**PROMPT**
The response must consist of the lines below from the one with "assert_eq!(result.status, 200);" through the one with "let policy = RetryPolicy::new(3, 800);", exactly as they appear and with both ends kept.

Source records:
..........
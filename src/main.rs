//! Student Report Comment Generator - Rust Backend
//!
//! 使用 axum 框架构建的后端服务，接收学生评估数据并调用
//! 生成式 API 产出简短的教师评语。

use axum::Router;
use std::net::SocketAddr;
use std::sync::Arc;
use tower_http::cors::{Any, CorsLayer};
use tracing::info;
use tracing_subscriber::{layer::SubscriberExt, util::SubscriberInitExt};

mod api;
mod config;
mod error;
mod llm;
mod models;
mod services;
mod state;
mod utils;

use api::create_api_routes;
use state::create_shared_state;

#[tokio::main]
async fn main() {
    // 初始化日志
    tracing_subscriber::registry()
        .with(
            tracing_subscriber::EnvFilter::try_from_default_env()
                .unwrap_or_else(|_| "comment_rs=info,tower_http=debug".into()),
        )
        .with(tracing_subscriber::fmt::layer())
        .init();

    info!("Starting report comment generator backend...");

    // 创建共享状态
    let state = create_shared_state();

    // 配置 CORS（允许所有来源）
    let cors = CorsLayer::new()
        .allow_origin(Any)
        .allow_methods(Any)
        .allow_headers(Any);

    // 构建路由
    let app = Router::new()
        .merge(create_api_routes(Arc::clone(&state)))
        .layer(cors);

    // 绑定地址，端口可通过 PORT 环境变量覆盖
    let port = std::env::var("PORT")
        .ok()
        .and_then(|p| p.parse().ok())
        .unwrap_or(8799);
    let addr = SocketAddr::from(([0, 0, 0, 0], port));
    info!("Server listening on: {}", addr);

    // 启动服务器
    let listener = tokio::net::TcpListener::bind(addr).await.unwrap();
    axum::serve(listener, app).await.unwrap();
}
..........
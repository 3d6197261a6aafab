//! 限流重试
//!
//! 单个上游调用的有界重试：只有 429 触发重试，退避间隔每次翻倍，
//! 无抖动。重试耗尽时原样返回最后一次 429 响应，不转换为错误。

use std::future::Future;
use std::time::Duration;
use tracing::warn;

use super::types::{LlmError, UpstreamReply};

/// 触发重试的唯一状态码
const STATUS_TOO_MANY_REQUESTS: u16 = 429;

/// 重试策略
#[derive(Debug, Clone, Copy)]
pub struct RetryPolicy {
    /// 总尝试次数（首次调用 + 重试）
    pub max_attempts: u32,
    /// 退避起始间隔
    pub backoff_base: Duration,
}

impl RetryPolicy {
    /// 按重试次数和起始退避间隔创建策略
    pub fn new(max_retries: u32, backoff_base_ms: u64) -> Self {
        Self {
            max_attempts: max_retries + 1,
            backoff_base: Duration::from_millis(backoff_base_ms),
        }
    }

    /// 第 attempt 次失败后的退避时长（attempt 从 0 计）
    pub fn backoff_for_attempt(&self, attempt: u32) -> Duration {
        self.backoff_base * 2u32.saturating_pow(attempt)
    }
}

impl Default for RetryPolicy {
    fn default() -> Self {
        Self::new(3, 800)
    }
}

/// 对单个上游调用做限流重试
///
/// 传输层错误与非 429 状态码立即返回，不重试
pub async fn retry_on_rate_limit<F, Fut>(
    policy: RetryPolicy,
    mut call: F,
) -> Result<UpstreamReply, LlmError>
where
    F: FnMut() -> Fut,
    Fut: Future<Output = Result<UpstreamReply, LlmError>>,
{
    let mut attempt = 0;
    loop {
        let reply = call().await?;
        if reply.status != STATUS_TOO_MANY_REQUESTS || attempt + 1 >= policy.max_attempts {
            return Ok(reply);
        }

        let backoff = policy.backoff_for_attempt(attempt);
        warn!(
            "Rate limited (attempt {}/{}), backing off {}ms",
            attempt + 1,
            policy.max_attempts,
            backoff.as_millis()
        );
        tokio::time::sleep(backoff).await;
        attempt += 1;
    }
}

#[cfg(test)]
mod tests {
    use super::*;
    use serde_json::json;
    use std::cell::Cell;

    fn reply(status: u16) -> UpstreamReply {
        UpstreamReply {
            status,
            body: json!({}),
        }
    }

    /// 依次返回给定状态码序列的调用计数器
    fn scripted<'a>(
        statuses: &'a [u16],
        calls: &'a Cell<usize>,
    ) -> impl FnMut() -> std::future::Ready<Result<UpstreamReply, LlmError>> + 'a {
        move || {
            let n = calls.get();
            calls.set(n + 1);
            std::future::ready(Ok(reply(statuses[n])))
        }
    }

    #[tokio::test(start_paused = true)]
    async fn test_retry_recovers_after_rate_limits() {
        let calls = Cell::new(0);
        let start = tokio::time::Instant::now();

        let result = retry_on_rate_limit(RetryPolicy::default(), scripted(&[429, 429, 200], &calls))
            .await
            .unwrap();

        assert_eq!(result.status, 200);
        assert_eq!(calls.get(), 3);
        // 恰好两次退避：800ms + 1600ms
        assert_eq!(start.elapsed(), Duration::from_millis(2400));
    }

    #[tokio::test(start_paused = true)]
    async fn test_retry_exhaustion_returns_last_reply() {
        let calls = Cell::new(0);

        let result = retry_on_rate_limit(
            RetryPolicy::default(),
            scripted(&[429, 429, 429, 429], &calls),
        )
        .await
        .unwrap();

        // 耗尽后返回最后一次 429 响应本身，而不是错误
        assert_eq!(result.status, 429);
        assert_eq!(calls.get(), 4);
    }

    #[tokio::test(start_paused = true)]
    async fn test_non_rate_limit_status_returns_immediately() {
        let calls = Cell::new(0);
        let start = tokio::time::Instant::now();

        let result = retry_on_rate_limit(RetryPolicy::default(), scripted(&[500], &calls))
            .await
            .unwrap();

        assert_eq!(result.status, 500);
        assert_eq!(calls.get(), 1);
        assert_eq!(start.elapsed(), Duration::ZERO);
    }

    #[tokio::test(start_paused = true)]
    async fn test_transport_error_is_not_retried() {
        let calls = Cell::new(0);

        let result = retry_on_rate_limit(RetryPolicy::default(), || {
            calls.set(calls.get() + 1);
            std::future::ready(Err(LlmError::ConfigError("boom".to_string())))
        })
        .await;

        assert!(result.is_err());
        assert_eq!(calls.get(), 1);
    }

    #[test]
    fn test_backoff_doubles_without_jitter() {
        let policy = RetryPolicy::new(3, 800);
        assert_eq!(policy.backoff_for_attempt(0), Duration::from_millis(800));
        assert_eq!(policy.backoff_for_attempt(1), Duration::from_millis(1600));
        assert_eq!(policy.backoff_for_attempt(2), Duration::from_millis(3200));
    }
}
..........
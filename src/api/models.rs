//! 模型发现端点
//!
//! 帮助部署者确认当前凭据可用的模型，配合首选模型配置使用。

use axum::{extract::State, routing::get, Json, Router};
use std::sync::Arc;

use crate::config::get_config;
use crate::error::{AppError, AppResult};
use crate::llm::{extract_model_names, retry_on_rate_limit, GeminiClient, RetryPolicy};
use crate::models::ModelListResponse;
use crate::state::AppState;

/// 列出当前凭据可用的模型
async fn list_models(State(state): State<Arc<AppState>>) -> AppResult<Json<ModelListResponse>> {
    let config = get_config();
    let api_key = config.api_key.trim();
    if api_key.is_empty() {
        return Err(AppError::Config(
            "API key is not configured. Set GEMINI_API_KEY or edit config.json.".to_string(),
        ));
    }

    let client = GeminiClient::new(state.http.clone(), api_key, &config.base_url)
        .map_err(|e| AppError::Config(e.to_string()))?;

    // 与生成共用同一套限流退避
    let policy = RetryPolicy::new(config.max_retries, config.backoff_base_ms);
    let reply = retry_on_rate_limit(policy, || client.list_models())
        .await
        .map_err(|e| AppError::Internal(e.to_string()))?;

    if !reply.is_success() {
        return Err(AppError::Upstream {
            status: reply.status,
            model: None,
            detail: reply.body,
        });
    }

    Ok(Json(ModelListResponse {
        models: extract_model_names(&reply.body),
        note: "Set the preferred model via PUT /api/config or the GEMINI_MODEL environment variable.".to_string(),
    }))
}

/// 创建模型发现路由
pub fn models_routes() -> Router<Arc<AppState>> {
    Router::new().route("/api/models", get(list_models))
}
..........
**ANSWER TO THIS EXERCISE**
        assert_eq!(result.status, 200);
        assert_eq!(calls.get(), 3);
        // 恰好两次退避：800ms + 1600ms
        assert_eq!(start.elapsed(), Duration::from_millis(2400));
    }

    #[tokio::test(start_paused = true)]
    async fn test_retry_exhaustion_returns_last_reply() {
        let calls = Cell::new(0);

        let result = retry_on_rate_limit(
            RetryPolicy::default(),
            scripted(&[429, 429, 429, 429], &calls),
        )
        .await
        .unwrap();

        // 耗尽后返回最后一次 429 响应本身，而不是错误
        assert_eq!(result.status, 429);
        assert_eq!(calls.get(), 4);
    }

    #[tokio::test(start_paused = true)]
    async fn test_non_rate_limit_status_returns_immediately() {
        let calls = Cell::new(0);
        let start = tokio::time::Instant::now();

        let result = retry_on_rate_limit(RetryPolicy::default(), scripted(&[500], &calls))
            .await
            .unwrap();

        assert_eq!(result.status, 500);
        assert_eq!(calls.get(), 1);
        assert_eq!(start.elapsed(), Duration::ZERO);
    }

    #[tokio::test(start_paused = true)]
    async fn test_transport_error_is_not_retried() {
        let calls = Cell::new(0);

        let result = retry_on_rate_limit(RetryPolicy::default(), || {
            calls.set(calls.get() + 1);
            std::future::ready(Err(LlmError::ConfigError("boom".to_string())))
        })
        .await;

        assert!(result.is_err());
        assert_eq!(calls.get(), 1);
    }

    #[test]
    fn test_backoff_doubles_without_jitter() {
        let policy = RetryPolicy::new(3, 800);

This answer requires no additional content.